● Problem to work on
Lines in which "once" appears should be pulled from the data below.

● Data for the task
--------------------------------
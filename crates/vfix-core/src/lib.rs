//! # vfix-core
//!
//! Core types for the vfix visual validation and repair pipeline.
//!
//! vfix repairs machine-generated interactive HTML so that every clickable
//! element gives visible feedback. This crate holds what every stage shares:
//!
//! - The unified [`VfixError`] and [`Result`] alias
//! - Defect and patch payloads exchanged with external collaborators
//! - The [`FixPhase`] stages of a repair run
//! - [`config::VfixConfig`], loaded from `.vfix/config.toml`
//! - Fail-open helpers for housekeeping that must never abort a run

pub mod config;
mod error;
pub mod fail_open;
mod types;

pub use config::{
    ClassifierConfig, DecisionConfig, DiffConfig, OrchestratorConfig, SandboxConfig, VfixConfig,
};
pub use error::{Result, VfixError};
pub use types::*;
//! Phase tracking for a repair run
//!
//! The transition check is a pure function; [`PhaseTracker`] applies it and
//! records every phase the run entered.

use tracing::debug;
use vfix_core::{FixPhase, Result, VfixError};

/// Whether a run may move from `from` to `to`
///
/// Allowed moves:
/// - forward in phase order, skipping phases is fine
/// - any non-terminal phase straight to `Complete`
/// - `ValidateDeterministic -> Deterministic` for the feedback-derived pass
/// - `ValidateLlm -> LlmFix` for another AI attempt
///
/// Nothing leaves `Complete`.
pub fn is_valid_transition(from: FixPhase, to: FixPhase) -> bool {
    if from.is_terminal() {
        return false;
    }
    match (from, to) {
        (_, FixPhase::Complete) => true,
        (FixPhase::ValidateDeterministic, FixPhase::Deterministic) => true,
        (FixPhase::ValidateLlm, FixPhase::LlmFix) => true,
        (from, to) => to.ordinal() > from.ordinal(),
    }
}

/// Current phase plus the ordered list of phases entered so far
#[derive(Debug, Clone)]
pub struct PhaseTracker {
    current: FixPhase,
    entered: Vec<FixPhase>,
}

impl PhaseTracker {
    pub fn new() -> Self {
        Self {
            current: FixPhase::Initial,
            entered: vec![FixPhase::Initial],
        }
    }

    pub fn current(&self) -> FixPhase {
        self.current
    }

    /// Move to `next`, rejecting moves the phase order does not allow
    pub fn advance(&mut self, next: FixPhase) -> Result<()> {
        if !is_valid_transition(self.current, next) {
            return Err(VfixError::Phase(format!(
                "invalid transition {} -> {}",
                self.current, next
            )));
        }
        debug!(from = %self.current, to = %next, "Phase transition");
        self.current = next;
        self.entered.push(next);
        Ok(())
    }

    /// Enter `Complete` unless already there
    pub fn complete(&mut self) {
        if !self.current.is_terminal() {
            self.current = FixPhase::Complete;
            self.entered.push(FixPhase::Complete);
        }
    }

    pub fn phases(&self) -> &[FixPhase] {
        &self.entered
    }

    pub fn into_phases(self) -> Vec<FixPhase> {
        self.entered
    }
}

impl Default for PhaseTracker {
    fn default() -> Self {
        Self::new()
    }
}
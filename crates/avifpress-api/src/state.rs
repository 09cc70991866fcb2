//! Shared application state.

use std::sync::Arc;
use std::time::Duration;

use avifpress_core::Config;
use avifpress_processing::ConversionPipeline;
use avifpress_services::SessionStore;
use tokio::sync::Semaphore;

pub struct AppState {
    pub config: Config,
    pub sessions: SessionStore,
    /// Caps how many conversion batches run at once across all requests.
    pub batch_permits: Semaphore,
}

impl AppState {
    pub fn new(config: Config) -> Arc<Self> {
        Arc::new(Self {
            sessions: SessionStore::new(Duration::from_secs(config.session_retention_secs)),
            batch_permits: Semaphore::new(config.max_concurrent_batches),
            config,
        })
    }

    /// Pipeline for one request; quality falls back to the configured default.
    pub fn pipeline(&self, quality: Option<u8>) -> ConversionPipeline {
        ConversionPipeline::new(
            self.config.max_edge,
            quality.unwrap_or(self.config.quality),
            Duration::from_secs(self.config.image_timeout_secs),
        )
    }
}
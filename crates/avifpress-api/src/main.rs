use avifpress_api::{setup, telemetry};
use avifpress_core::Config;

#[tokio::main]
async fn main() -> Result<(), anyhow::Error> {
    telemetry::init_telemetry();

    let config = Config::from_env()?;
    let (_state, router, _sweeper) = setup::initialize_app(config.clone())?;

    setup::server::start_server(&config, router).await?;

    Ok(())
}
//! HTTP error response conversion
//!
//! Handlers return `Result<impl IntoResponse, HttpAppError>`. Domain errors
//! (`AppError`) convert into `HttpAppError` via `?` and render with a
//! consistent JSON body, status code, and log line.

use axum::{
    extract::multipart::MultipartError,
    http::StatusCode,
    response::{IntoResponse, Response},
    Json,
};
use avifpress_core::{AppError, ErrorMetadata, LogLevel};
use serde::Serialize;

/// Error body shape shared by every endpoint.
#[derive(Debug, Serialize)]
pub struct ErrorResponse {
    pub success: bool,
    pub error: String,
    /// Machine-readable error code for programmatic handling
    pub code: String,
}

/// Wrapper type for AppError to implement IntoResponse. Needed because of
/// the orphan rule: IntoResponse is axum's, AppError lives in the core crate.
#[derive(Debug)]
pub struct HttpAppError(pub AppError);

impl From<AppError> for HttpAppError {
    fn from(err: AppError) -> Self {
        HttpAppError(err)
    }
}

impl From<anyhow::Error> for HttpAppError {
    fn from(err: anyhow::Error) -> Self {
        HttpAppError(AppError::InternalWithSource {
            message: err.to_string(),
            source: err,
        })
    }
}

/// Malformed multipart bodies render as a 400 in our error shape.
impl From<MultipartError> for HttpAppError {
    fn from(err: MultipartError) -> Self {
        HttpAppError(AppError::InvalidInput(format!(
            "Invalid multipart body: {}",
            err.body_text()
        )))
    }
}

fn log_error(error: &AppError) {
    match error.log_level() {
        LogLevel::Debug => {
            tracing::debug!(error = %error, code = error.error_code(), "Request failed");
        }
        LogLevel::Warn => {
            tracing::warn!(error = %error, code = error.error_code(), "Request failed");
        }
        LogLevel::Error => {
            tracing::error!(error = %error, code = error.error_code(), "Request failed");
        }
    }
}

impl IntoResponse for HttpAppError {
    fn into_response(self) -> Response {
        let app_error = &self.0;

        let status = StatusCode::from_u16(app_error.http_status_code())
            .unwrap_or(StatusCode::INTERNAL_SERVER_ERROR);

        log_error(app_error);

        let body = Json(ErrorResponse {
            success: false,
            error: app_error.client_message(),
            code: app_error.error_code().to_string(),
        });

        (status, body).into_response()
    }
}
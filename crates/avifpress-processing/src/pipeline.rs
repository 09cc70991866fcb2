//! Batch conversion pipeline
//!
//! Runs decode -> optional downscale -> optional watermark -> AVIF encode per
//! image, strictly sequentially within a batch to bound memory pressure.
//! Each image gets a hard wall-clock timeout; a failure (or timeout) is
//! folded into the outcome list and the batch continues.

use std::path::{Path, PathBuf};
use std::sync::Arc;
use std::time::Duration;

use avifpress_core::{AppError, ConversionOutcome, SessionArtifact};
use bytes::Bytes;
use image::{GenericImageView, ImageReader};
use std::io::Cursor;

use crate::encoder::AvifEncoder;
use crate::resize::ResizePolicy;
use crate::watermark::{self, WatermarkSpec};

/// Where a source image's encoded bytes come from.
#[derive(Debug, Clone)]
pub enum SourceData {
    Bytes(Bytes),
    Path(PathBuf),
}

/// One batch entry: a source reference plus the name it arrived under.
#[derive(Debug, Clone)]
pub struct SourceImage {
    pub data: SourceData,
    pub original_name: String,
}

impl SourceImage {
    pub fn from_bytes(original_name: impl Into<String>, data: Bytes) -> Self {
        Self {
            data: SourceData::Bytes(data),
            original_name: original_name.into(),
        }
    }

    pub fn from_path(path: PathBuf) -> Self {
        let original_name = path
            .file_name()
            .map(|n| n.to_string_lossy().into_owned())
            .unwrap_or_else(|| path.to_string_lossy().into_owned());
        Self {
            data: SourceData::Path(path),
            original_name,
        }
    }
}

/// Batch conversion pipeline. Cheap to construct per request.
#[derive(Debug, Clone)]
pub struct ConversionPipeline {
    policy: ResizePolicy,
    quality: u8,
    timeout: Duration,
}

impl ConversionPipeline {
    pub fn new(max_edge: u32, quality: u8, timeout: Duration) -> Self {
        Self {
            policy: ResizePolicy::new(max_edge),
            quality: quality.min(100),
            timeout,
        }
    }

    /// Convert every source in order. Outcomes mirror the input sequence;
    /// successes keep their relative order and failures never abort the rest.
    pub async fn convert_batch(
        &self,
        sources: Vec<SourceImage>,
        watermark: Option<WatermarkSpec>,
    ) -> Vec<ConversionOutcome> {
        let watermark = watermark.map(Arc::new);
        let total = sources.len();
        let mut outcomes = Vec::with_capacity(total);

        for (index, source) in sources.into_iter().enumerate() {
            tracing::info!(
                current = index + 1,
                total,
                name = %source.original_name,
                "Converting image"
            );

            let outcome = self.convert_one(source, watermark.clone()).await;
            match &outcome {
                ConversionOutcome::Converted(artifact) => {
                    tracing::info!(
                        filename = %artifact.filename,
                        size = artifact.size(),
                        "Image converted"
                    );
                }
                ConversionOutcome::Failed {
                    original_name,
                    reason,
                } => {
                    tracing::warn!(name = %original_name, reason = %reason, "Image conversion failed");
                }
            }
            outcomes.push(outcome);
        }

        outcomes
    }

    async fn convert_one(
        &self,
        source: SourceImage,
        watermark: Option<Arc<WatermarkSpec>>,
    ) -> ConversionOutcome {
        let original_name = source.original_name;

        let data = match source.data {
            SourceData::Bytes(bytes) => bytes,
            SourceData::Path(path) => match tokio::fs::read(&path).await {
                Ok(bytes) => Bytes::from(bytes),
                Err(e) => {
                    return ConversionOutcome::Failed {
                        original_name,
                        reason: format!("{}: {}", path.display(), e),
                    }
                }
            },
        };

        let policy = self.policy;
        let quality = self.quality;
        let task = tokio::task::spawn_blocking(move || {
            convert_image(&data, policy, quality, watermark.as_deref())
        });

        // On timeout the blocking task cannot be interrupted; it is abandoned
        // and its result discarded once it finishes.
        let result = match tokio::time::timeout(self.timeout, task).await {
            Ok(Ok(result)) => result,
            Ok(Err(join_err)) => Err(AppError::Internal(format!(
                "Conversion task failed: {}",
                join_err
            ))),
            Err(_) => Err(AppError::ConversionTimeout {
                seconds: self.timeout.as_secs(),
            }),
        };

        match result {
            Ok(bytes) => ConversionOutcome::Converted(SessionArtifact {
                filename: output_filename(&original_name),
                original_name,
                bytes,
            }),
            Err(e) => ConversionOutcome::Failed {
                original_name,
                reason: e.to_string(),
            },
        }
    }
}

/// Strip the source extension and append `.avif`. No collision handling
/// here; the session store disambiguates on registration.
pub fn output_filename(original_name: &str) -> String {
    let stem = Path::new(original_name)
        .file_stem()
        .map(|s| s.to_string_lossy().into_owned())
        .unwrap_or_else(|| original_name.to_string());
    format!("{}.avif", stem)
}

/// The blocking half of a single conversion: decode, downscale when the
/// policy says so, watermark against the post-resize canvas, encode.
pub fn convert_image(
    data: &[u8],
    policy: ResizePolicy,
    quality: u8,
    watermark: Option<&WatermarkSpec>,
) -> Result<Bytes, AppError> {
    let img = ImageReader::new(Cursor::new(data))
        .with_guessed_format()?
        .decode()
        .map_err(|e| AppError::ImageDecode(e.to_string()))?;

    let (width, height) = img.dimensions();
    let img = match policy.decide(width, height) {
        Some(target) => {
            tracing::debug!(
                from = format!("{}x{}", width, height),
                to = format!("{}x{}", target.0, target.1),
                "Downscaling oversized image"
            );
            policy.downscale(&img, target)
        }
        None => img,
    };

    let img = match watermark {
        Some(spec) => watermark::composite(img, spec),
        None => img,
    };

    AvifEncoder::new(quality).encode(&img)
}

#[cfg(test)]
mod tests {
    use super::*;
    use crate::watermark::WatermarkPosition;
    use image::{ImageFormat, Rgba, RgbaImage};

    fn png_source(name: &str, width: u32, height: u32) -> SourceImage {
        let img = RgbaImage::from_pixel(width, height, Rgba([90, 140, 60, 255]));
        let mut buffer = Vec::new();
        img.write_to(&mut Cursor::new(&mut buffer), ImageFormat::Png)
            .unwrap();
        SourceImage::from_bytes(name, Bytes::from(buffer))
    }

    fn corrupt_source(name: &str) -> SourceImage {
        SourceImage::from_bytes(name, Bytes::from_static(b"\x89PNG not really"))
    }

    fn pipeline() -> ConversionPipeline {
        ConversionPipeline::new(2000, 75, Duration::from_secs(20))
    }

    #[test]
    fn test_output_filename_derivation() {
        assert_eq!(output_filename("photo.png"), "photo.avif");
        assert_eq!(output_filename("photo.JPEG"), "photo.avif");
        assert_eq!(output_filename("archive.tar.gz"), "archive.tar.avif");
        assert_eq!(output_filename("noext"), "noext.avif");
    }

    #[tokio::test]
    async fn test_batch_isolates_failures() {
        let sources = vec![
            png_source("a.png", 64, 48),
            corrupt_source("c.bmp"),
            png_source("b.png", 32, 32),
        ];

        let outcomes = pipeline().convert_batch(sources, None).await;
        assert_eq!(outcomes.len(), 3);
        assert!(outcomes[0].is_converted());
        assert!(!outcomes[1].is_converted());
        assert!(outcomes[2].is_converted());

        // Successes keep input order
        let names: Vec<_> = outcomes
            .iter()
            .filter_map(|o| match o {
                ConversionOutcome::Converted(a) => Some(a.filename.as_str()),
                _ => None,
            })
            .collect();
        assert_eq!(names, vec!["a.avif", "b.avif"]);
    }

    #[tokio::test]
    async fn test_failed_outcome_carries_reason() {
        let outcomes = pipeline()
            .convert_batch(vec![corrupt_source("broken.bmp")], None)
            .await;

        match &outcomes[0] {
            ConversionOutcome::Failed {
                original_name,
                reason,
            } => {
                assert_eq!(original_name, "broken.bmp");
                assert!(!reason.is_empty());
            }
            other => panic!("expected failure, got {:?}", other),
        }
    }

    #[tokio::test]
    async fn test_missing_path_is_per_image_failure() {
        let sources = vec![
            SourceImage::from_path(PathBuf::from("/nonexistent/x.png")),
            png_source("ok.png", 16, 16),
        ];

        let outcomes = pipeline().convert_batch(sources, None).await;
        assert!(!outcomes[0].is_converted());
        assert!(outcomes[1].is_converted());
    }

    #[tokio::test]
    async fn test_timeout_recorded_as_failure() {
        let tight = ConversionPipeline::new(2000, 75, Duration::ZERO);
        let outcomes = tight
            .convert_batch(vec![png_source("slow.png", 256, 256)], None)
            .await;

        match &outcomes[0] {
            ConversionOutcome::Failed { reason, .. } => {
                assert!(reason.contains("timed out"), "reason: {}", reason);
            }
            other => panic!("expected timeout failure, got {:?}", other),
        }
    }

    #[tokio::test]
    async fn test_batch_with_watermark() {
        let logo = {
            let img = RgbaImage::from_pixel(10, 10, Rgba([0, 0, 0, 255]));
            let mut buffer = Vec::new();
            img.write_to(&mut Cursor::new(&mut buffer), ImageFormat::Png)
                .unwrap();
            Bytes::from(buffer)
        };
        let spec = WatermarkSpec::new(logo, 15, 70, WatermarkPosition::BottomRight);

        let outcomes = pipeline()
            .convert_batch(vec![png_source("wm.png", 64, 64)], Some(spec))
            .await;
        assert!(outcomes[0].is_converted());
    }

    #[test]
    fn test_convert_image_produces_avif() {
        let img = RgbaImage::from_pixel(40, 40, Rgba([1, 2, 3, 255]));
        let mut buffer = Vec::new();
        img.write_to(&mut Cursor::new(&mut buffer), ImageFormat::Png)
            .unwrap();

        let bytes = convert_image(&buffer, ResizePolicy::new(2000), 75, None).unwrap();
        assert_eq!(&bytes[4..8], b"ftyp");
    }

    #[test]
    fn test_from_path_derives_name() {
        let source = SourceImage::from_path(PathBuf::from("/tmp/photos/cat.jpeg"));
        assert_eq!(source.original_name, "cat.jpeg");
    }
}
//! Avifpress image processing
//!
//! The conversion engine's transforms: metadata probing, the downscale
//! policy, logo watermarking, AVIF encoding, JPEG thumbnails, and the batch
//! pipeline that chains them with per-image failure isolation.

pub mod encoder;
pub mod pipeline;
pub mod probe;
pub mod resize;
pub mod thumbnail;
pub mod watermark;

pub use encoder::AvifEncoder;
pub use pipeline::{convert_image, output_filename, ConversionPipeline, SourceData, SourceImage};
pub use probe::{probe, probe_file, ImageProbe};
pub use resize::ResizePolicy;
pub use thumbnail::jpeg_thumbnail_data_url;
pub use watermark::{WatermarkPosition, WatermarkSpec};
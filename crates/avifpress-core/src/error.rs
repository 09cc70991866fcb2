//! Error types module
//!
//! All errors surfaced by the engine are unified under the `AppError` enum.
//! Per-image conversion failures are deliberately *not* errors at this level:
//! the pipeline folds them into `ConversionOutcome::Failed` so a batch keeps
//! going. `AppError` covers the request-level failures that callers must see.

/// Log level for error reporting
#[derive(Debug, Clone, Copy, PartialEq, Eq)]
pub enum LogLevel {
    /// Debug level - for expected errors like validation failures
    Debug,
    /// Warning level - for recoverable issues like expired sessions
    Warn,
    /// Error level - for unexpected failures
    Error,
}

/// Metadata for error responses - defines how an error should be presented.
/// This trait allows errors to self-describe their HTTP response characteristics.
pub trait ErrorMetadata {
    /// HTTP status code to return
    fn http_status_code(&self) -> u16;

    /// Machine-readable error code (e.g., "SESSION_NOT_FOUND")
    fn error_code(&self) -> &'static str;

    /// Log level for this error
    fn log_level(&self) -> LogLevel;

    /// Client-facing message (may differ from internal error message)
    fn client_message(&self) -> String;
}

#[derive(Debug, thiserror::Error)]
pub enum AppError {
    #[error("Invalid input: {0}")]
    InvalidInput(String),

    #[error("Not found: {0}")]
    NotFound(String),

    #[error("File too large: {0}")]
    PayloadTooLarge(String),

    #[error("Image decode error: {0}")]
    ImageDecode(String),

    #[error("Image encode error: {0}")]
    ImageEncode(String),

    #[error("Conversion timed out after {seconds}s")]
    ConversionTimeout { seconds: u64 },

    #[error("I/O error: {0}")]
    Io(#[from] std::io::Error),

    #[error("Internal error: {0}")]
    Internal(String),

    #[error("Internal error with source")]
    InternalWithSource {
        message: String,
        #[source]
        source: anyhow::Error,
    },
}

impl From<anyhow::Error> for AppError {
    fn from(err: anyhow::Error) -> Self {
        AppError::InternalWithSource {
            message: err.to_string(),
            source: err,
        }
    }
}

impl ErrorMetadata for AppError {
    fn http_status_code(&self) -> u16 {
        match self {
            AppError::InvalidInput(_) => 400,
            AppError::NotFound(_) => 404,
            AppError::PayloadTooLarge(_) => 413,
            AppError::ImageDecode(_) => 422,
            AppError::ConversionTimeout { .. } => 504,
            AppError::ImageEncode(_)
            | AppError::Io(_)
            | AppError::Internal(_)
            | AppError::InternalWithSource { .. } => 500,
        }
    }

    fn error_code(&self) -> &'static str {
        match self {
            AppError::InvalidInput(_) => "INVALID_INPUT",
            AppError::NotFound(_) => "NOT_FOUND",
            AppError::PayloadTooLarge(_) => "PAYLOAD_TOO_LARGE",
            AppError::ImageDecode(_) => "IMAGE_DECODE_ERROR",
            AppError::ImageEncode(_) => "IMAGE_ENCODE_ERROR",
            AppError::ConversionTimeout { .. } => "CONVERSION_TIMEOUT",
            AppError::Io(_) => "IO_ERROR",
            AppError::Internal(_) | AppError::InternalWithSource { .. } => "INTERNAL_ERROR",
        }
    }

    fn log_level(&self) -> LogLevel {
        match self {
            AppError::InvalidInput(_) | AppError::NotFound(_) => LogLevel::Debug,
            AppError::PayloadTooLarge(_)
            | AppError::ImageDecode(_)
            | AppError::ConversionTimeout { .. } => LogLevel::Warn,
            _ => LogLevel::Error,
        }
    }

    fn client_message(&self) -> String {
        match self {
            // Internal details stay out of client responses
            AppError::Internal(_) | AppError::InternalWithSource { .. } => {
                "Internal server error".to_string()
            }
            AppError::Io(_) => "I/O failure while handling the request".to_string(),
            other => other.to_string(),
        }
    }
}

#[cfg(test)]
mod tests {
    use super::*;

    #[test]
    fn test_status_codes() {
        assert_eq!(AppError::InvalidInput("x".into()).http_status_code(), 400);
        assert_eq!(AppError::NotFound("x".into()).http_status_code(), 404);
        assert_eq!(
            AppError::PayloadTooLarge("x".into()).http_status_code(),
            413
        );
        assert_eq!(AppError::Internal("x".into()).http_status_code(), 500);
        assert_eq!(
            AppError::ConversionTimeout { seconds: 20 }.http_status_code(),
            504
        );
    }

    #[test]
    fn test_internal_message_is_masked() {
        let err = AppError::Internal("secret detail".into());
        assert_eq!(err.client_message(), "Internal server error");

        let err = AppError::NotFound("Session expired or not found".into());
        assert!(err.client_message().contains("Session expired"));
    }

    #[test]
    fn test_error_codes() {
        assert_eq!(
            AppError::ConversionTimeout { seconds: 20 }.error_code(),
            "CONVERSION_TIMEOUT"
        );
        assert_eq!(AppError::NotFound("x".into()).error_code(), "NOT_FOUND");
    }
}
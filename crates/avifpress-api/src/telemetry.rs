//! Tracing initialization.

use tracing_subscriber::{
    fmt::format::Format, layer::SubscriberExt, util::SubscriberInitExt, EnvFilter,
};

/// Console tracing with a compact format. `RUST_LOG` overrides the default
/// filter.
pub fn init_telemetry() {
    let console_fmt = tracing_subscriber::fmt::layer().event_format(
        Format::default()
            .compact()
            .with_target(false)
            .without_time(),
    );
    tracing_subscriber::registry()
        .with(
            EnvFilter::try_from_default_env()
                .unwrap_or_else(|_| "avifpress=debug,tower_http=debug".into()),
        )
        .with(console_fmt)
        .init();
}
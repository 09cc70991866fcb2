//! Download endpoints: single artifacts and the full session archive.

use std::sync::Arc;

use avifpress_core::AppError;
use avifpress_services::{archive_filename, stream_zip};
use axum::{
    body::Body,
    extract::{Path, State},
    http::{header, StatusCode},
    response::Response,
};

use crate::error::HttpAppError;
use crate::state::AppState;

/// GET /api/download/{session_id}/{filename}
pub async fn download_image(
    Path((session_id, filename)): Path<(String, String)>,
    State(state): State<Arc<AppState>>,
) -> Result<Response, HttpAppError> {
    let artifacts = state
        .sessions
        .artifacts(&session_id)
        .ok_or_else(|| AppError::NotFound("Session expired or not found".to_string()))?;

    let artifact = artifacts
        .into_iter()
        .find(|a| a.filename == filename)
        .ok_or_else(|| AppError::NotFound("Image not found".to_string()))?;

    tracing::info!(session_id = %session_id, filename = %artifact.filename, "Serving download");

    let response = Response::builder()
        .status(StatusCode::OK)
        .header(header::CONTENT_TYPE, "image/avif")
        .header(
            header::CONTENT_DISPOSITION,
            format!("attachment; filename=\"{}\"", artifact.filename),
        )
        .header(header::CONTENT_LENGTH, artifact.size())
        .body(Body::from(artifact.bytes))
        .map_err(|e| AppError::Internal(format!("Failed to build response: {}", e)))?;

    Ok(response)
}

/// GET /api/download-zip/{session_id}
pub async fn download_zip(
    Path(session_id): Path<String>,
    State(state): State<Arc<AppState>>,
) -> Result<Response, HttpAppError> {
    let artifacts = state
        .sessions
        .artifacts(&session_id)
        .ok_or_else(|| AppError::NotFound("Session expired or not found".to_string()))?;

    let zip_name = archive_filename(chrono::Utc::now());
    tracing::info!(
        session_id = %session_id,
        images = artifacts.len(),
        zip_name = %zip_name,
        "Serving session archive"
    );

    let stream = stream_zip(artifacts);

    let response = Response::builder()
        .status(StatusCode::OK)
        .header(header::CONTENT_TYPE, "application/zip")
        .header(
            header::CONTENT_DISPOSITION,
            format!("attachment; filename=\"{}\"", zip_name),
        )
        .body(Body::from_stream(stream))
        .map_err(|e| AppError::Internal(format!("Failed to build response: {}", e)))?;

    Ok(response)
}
--------------------------------
● Output for this exercise
    /// Caps how many conversion batches run at once across all requests.
        // and its result discarded once it finishes.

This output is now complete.